• **What is being asked**:
Which lines in the records below hold the word "fallback"? Copy each of them.

-- Records for this exercise follows --

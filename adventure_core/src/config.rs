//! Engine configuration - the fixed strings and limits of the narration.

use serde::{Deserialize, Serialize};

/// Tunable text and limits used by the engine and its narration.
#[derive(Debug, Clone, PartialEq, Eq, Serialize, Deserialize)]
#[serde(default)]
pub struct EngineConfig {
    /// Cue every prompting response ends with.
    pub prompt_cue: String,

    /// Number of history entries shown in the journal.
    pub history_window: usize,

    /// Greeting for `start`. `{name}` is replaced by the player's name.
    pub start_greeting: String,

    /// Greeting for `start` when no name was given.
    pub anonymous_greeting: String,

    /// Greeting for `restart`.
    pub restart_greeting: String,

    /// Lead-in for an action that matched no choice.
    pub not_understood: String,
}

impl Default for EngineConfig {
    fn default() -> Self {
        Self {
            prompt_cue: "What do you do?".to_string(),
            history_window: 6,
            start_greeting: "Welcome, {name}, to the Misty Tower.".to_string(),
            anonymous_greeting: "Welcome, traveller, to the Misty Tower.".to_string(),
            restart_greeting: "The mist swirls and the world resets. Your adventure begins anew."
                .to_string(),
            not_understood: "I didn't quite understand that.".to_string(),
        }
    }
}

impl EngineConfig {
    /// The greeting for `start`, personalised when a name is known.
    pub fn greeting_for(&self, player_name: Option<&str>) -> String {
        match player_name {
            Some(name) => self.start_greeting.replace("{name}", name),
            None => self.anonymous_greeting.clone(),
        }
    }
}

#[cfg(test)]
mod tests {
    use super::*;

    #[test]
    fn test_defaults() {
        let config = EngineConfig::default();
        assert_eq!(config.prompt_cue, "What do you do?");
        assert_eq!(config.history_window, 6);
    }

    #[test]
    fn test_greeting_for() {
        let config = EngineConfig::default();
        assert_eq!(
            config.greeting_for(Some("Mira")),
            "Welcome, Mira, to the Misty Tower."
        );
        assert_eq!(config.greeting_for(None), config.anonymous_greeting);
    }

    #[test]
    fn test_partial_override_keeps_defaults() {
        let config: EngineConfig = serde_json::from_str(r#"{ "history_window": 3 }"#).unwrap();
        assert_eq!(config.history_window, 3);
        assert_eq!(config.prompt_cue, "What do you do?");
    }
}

-- Records for this exercise concluded --
-- Records for this exercise follows --

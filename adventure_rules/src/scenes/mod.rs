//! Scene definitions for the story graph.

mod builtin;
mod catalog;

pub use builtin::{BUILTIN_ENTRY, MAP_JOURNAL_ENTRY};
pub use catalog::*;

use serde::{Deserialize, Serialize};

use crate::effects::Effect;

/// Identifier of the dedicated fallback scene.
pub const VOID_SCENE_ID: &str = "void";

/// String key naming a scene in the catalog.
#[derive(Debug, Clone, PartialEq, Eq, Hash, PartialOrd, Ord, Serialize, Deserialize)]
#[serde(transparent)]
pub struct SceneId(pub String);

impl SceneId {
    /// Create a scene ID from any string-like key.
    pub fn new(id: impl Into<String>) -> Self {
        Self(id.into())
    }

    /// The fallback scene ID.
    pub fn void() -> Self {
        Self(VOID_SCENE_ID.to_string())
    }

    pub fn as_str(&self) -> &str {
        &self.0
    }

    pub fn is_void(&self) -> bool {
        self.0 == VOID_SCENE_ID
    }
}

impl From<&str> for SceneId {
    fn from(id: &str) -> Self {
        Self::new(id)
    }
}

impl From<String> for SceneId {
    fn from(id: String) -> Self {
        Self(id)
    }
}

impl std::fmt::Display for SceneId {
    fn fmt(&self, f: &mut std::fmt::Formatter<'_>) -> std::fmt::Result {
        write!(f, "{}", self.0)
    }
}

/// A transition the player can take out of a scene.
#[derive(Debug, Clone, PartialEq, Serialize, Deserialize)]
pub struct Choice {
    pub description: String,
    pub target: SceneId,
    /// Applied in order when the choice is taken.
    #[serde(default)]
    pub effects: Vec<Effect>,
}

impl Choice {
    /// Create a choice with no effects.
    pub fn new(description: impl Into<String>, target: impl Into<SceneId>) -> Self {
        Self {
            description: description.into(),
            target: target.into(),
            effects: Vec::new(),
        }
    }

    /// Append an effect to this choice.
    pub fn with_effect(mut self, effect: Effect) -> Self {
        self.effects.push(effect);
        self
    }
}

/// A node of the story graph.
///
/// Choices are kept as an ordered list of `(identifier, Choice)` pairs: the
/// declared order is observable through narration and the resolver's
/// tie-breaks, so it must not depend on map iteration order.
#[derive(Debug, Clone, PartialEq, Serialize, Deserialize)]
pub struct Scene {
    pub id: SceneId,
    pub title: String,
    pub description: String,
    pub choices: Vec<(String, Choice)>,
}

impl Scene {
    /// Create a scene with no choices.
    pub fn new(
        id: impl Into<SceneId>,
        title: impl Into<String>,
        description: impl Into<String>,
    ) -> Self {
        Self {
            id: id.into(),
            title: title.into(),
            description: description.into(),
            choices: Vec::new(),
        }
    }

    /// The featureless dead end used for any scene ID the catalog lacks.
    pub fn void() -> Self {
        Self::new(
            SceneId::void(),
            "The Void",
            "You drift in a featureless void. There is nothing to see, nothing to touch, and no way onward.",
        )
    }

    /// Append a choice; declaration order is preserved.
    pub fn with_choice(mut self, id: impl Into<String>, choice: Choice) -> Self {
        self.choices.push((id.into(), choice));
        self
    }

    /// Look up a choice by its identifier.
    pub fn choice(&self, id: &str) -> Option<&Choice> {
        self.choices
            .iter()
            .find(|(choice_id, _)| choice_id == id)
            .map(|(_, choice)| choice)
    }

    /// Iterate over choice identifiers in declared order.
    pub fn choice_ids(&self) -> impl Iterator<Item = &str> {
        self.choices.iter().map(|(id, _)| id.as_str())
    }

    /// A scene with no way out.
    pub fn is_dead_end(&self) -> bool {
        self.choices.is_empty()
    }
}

-- Records for this exercise concluded --

• **Result of the exercise**:
/// Identifier of the dedicated fallback scene.
    /// The fallback scene ID.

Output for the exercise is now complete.